In an embodiment, after the step of selecting at least one matching template from the template selection area and before the step of acquiring a position having a highest similarity to the matching template in the detection area, the method further includes the following steps: determining whether differences in three color components RGB of pixels within an area of the matching template satisfies a preset condition; if yes, in the step of acquiring a position having a highest similarity to the matching template in the detection area, acquiring a position of a matching template that has the highest similarity and satisfies the preset condition in the detection area. In this way, the matching templates on which similarity detection is made satisfy the condition for distinguishing a video format by means of similarity, so as to improve accuracy of video format distinguishing.
In an embodiment, the step of acquiring a position having a highest similarity to the matching template in the detection area includes the following substeps: selecting at least one detection template from the detection area; calculating a covariance between the matching template and the detection template; and acquiring a position of a detection template corresponding to the minimum covariance as the position having the highest similarity to the matching template in the detection area.
In an embodiment, a quantity of matching templates selected from each video frame is M, and M is a natural number greater than or equal to 2; and in the step of recording a position of a detection template corresponding to the minimum covariance as the position having a highest similarity to the matching template in the detection area, a position of a detection template corresponding to the minimum covariance of the M matching templates is acquired.
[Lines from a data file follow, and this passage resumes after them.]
// Background fetch tasks: playlist generation and comment loading. Results
// come back over the action channel.

use crate::action::Action;
use crate::api::feed::{SortOption, TimeWindow};
use crate::app::App;
use crate::error::{FetchError, PlaylistError};

impl App {
    pub(super) fn spawn_generate(
        &self,
        topic: String,
        sort: SortOption,
        window: TimeWindow,
        target: usize,
    ) {
        let builder = self.builder.clone();
        let tx = self.action_tx();
        tokio::spawn(async move {
            match builder.build(&topic, sort, window, target).await {
                Ok(playlist) => tx.send(Action::PlaylistReady(playlist)).ok(),
                Err(e) => tx.send(Action::ShowError(user_message(&e))).ok(),
            };
        });
    }

    pub(super) fn spawn_fetch_comments(&self, permalink: String) {
        let client = self.feed_client.clone();
        let tx = self.action_tx();
        tokio::spawn(async move {
            match client.fetch_comments(&permalink).await {
                Ok(comments) => tx.send(Action::CommentsLoaded(comments)).ok(),
                Err(e) => tx.send(Action::ShowError(e.to_string())).ok(),
            };
        });
    }
}

/// Rate limiting gets its own phrasing so the user knows waiting will help.
fn user_message(error: &PlaylistError) -> String {
    match error {
        PlaylistError::Fetch(FetchError::RateLimited { .. }) => {
            format!("{} (try again shortly)", error)
        }
        _ => error.to_string(),
    }
}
In an embodiment, a position of the detection template is the position where the top left corner or the central point of the detection template lies.
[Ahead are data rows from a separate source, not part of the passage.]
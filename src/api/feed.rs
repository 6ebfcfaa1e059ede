// Feed API client and page parser. All traffic goes through the fetch
// gateway; this layer knows the endpoint shapes and turns raw listings into
// playable candidates.

use std::time::Duration;

use serde::{Deserialize, Serialize};

use crate::api::comments::{self, Comment};
use crate::api::gateway::{FetchGateway, RequestOptions};
use crate::api::models::FeedListing;
use crate::api::video;
use crate::config::FeedConfig;
use crate::error::FetchError;

/// Listings change often; cache briefly.
const LISTING_TTL: Duration = Duration::from_secs(30);
/// Comment threads are stabler.
const COMMENTS_TTL: Duration = Duration::from_secs(60);

/// Feed ranking mode.
#[derive(Debug, Clone, Copy, PartialEq, Eq, Serialize, Deserialize)]
#[serde(rename_all = "lowercase")]
pub enum SortOption {
    Hot,
    New,
    Top,
    Rising,
}

impl SortOption {
    pub fn as_str(&self) -> &'static str {
        match self {
            SortOption::Hot => "hot",
            SortOption::New => "new",
            SortOption::Top => "top",
            SortOption::Rising => "rising",
        }
    }

    pub fn parse(s: &str) -> Option<Self> {
        match s {
            "hot" => Some(SortOption::Hot),
            "new" => Some(SortOption::New),
            "top" => Some(SortOption::Top),
            "rising" => Some(SortOption::Rising),
            _ => None,
        }
    }
}

/// Recency window, only meaningful with [`SortOption::Top`].
#[derive(Debug, Clone, Copy, PartialEq, Eq, Serialize, Deserialize)]
#[serde(rename_all = "lowercase")]
pub enum TimeWindow {
    Hour,
    Day,
    Week,
    Month,
    Year,
    All,
}

impl TimeWindow {
    pub fn as_str(&self) -> &'static str {
        match self {
            TimeWindow::Hour => "hour",
            TimeWindow::Day => "day",
            TimeWindow::Week => "week",
            TimeWindow::Month => "month",
            TimeWindow::Year => "year",
            TimeWindow::All => "all",
        }
    }

    pub fn parse(s: &str) -> Option<Self> {
        match s {
            "hour" => Some(TimeWindow::Hour),
            "day" => Some(TimeWindow::Day),
            "week" => Some(TimeWindow::Week),
            "month" => Some(TimeWindow::Month),
            "year" => Some(TimeWindow::Year),
            "all" => Some(TimeWindow::All),
            _ => None,
        }
    }
}

/// A feed entry that passed URL filtering but isn't a Track yet.
#[derive(Debug, Clone)]
pub struct Candidate {
    pub video_id: String,
    pub title: String,
    pub artist: Option<String>,
    pub source_url: String,
    pub created_utc: f64,
}

#[derive(Debug, Clone)]
pub struct ParsedPage {
    pub candidates: Vec<Candidate>,
    /// Continuation cursor, verbatim from the payload; None when exhausted.
    pub after: Option<String>,
}

#[derive(Clone)]
pub struct FeedClient {
    gateway: FetchGateway,
    base_url: String,
    options: RequestOptions,
}

impl FeedClient {
    pub fn new(gateway: FetchGateway, config: &FeedConfig) -> Self {
        Self {
            gateway,
            base_url: config.base_url.trim_end_matches('/').to_string(),
            options: RequestOptions::with_user_agent(&config.user_agent),
        }
    }

    /// Fetch one page of a topic listing.
    pub async fn fetch_topic_page(
        &self,
        topic: &str,
        sort: SortOption,
        window: TimeWindow,
        limit: u64,
        after: Option<&str>,
    ) -> Result<FeedListing, FetchError> {
        let mut url = format!(
            "{}/r/{}/{}.json?limit={}&raw_json=1",
            self.base_url,
            topic,
            sort.as_str(),
            limit
        );
        if let Some(cursor) = after {
            url.push_str("&after=");
            url.push_str(cursor);
        }
        if sort == SortOption::Top {
            url.push_str("&t=");
            url.push_str(window.as_str());
        }

        let value = self.gateway.request(&url, &self.options, LISTING_TTL).await?;
        serde_json::from_value(value).map_err(|e| FetchError::Decode(e.to_string()))
    }

    /// Fetch the comment tree for a post, given its permalink.
    pub async fn fetch_comments(&self, permalink: &str) -> Result<Vec<Comment>, FetchError> {
        let (topic, post_id) = comments::parse_permalink(permalink)?;
        let url = format!("{}/r/{}/comments/{}.json", self.base_url, topic, post_id);
        let value = self.gateway.request(&url, &self.options, COMMENTS_TTL).await?;
        comments::parse_comment_tree(&value)
    }

    /// Turn a raw listing page into playable candidates plus the continuation
    /// cursor. Entries that don't link to a recognized video host, or whose id
    /// can't be extracted, are dropped silently: they're expected noise in
    /// open forum data.
    pub fn parse_page(&self, listing: &FeedListing) -> ParsedPage {
        let candidates = listing
            .data
            .children
            .iter()
            .map(|child| &child.data)
            .filter(|post| video::is_video_url(&post.url))
            .filter_map(|post| {
                let video_id = video::extract_video_id(&post.url)?;
                let (title, artist) = video::clean_title(&post.title);
                Some(Candidate {
                    video_id,
                    title,
                    artist,
                    source_url: format!("{}{}", self.base_url, post.permalink),
                    created_utc: post.created_utc,
                })
            })
            .collect();

        ParsedPage {
            candidates,
            after: listing.data.after.clone(),
        }
    }
}
#[test]
fn test_clear_resets_everything() {
    let mut queue = Queue::new();
    queue.load_tracks(make_tracks(3));
    queue.set_current_index(2);
    queue.toggle_shuffle();

    queue.clear();
    assert!(queue.is_empty());
    assert_eq!(queue.current_index(), 0);
    assert!(!queue.is_shuffled());
}

// ── App reconciliation ───────────────────────────────────────────────────────

#[tokio::test]
async fn test_playlist_ready_persists_and_loads_queue() {
    let (mut app, _dir) = test_app();

    let playlist = make_playlist("pl-1", 100, make_tracks(3));
    app.handle_action(Action::PlaylistReady(playlist)).await.unwrap();

    assert_eq!(app.queue.len(), 3);
    assert_eq!(app.queue.current_index(), 0);
    assert_eq!(app.playlists.len(), 1);
    assert_eq!(app.active_playlist.as_ref().unwrap().id, "pl-1");
}

#[tokio::test]
async fn test_load_playlist_by_position() {
    let (mut app, _dir) = test_app();

    app.handle_action(Action::PlaylistReady(make_playlist("pl-old", 100, make_tracks(2))))
        .await
        .unwrap();
    app.handle_action(Action::PlaylistReady(make_playlist("pl-new", 200, make_tracks(4))))
        .await
        .unwrap();

    // History lists most recent first, so position 2 is the older one.
    app.handle_action(Action::LoadPlaylist("2".to_string())).await.unwrap();
    assert_eq!(app.active_playlist.as_ref().unwrap().id, "pl-old");
    assert_eq!(app.queue.len(), 2);
}

#[tokio::test]
async fn test_load_unknown_playlist_surfaces_error() {
    let (mut app, _dir) = test_app();

    app.handle_action(Action::LoadPlaylist("nope".to_string())).await.unwrap();
    app.flush_actions().await;

    assert!(app.error_message.is_some());
    assert!(app.queue.is_empty());
}

#[tokio::test]
async fn test_delete_playlist_clears_active() {
    let (mut app, _dir) = test_app();

    app.handle_action(Action::PlaylistReady(make_playlist("pl-1", 100, make_tracks(2))))
        .await
        .unwrap();
    app.handle_action(Action::DeletePlaylist("pl-1".to_string())).await.unwrap();

    assert!(app.playlists.is_empty());
    assert!(app.active_playlist.is_none());
}

#[tokio::test]
async fn test_track_end_advances_queue() {
    let (mut app, _dir) = test_app();
    app.queue.load_tracks(make_tracks(3));
    app.queue.set_current_index(1);

    app.handle_action(Action::EngineState(EngineState::Ended)).await.unwrap();
    assert_eq!(app.queue.current_index(), 2);
}

#[tokio::test]
async fn test_track_end_with_repeat_one_stays_put() {
    let (mut app, _dir) = test_app();
    app.queue.load_tracks(make_tracks(3));
    app.queue.set_current_index(1);
    app.repeat_mode = RepeatMode::One;

    app.handle_action(Action::EngineState(EngineState::Ended)).await.unwrap();
    assert_eq!(app.queue.current_index(), 1);
}

#[tokio::test]
async fn test_track_end_wraps_at_queue_end() {
    let (mut app, _dir) = test_app();
    app.queue.load_tracks(make_tracks(3));
    app.queue.set_current_index(2);

    app.handle_action(Action::EngineState(EngineState::Ended)).await.unwrap();
    assert_eq!(app.queue.current_index(), 0);
}

#[tokio::test]
async fn test_background_pause_is_not_authoritative() {
    let (mut app, _dir) = test_app();
    app.is_playing = true;
    app.in_background = true;

    app.handle_action(Action::EngineState(EngineState::Paused)).await.unwrap();
    assert!(app.is_playing, "background pauses are transient");

    app.in_background = false;
    app.handle_action(Action::EngineState(EngineState::Paused)).await.unwrap();
    assert!(!app.is_playing, "foreground pauses stick");
}

#[tokio::test(start_paused = true)]
async fn test_engine_error_skips_after_delay() {
    let (mut app, _dir) = test_app();
    app.queue.load_tracks(make_tracks(3));

    app.handle_action(Action::EngineError("resolver failed".to_string()))
        .await
        .unwrap();
    assert_eq!(app.queue.current_index(), 0, "skip is delayed, not immediate");

    tokio::time::sleep(tokio::time::Duration::from_millis(1100)).await;
    app.flush_actions().await;
    assert_eq!(app.queue.current_index(), 1);
}

#[tokio::test(start_paused = true)]
async fn test_failed_track_advances_exactly_once() {
    // A failing track produces two engine signals: the error event, then the
    // process exit (reported as Ended). Only the delayed skip may advance.
    let (mut app, _dir) = test_app();
    app.queue.load_tracks(make_tracks(3));

    app.handle_action(Action::EngineError("resolver failed".to_string()))
        .await
        .unwrap();
    tokio::time::sleep(tokio::time::Duration::from_millis(500)).await;
    app.handle_action(Action::EngineState(EngineState::Ended)).await.unwrap();
    assert_eq!(app.queue.current_index(), 0, "exit after an error must not advance");

    tokio::time::sleep(tokio::time::Duration::from_millis(600)).await;
    app.flush_actions().await;
    assert_eq!(app.queue.current_index(), 1, "one failed track, one advance");

    // The next track ending normally advances again.
    app.handle_action(Action::EngineState(EngineState::Ended)).await.unwrap();
    assert_eq!(app.queue.current_index(), 2);
}

#[tokio::test]
async fn test_remove_current_track_moves_to_successor() {
    let (mut app, _dir) = test_app();
    app.queue.load_tracks(make_tracks(2));

    app.handle_action(Action::RemoveTrack("track-0".to_string())).await.unwrap();
    assert_eq!(app.queue.len(), 1);
    assert_eq!(app.queue.current().unwrap().id, "track-1");
}

#[tokio::test]
async fn test_remove_last_track_stops_playback() {
    let (mut app, _dir) = test_app();
    app.queue.load_tracks(make_tracks(1));
    app.is_playing = true;

    app.handle_action(Action::RemoveTrack("track-0".to_string())).await.unwrap();
    assert!(app.queue.is_empty());
    assert!(!app.is_playing);
}

#[tokio::test]
async fn test_clear_queue_stops_playback() {
    let (mut app, _dir) = test_app();
    app.queue.load_tracks(make_tracks(3));
    app.is_playing = true;

    app.handle_action(Action::ClearQueue).await.unwrap();
    assert!(app.queue.is_empty());
    assert!(!app.is_playing);
}

#[tokio::test(start_paused = true)]
async fn test_error_message_clears_itself() {
    let (mut app, _dir) = test_app();

    app.handle_action(Action::ShowError("boom".to_string())).await.unwrap();
    assert_eq!(app.error_message.as_deref(), Some("boom"));

    tokio::time::sleep(tokio::time::Duration::from_millis(5100)).await;
    app.flush_actions().await;
    assert!(app.error_message.is_none());
}

// ── Preference persistence ───────────────────────────────────────────────────

#[tokio::test]
async fn test_repeat_mode_cycles_and_persists() {
    let dir = TempDir::new().unwrap();
    let db_path = dir.path().join("test.db");

    {
        let db = Database::open_at(&db_path).unwrap();
        let mut app = App::with_db(Config::default(), db).unwrap();
        assert_eq!(app.repeat_mode, RepeatMode::Off);
        app.handle_action(Action::CycleRepeat).await.unwrap();
        assert_eq!(app.repeat_mode, RepeatMode::One);
    }

    let db = Database::open_at(&db_path).unwrap();
    let app = App::with_db(Config::default(), db).unwrap();
    assert_eq!(app.repeat_mode, RepeatMode::One, "restored from the database");
}

#[tokio::test]
async fn test_sort_and_window_prefs_persist() {
    let dir = TempDir::new().unwrap();
    let db_path = dir.path().join("test.db");

    {
        let db = Database::open_at(&db_path).unwrap();
        let mut app = App::with_db(Config::default(), db).unwrap();
        app.handle_action(Action::SetSort(SortOption::Top)).await.unwrap();
        app.handle_action(Action::SetWindow(TimeWindow::Month)).await.unwrap();
    }

    let db = Database::open_at(&db_path).unwrap();
    let app = App::with_db(Config::default(), db).unwrap();
    assert_eq!(app.sort, SortOption::Top);
    assert_eq!(app.window, TimeWindow::Month);
}

#[tokio::test]
async fn test_restored_volume_reaches_the_engine() {
    let dir = TempDir::new().unwrap();
    let db_path = dir.path().join("test.db");
    {
        let db = Database::open_at(&db_path).unwrap();
        db.set_pref("volume", "40").unwrap();
    }

    let db = Database::open_at(&db_path).unwrap();
    let player = FakePlayer::default();
    let loads = player.loads.clone();
    let mut app = App::with_player(Config::default(), db, Box::new(player)).unwrap();
    assert_eq!(app.volume, 40.0);

    app.handle_action(Action::PlaylistReady(make_playlist("pl-1", 100, make_tracks(2))))
        .await
        .unwrap();

    let recorded = loads.lock().unwrap();
    assert_eq!(recorded.len(), 1);
    assert_eq!(recorded[0].1, 40.0, "playback starts at the restored volume");
}

#[tokio::test]
async fn test_volume_steps_persist_without_a_live_engine() {
    let dir = TempDir::new().unwrap();
    let db_path = dir.path().join("test.db");

    {
        let db = Database::open_at(&db_path).unwrap();
        let mut app =
            App::with_player(Config::default(), db, Box::new(FakePlayer::default())).unwrap();
        assert_eq!(app.volume, 80.0);
        app.handle_action(Action::VolumeDown).await.unwrap();
        app.handle_action(Action::VolumeDown).await.unwrap();
        assert_eq!(app.volume, 70.0);
    }

    let db = Database::open_at(&db_path).unwrap();
    let app = App::with_player(Config::default(), db, Box::new(FakePlayer::default())).unwrap();
    assert_eq!(app.volume, 70.0, "restored from the database");
}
In an embodiment, the width of the template selection area is less than half the width of the video frame, and the height of the template selection area is less than or equal to the height of the video frame; the width of the matching template is less than the width of the template selection area, and the height of the matching template is equivalent to the height of the template selection area. Therefore, a matching template having a suitable position and size may be selected, so as to quickly and accurately distinguish a video format.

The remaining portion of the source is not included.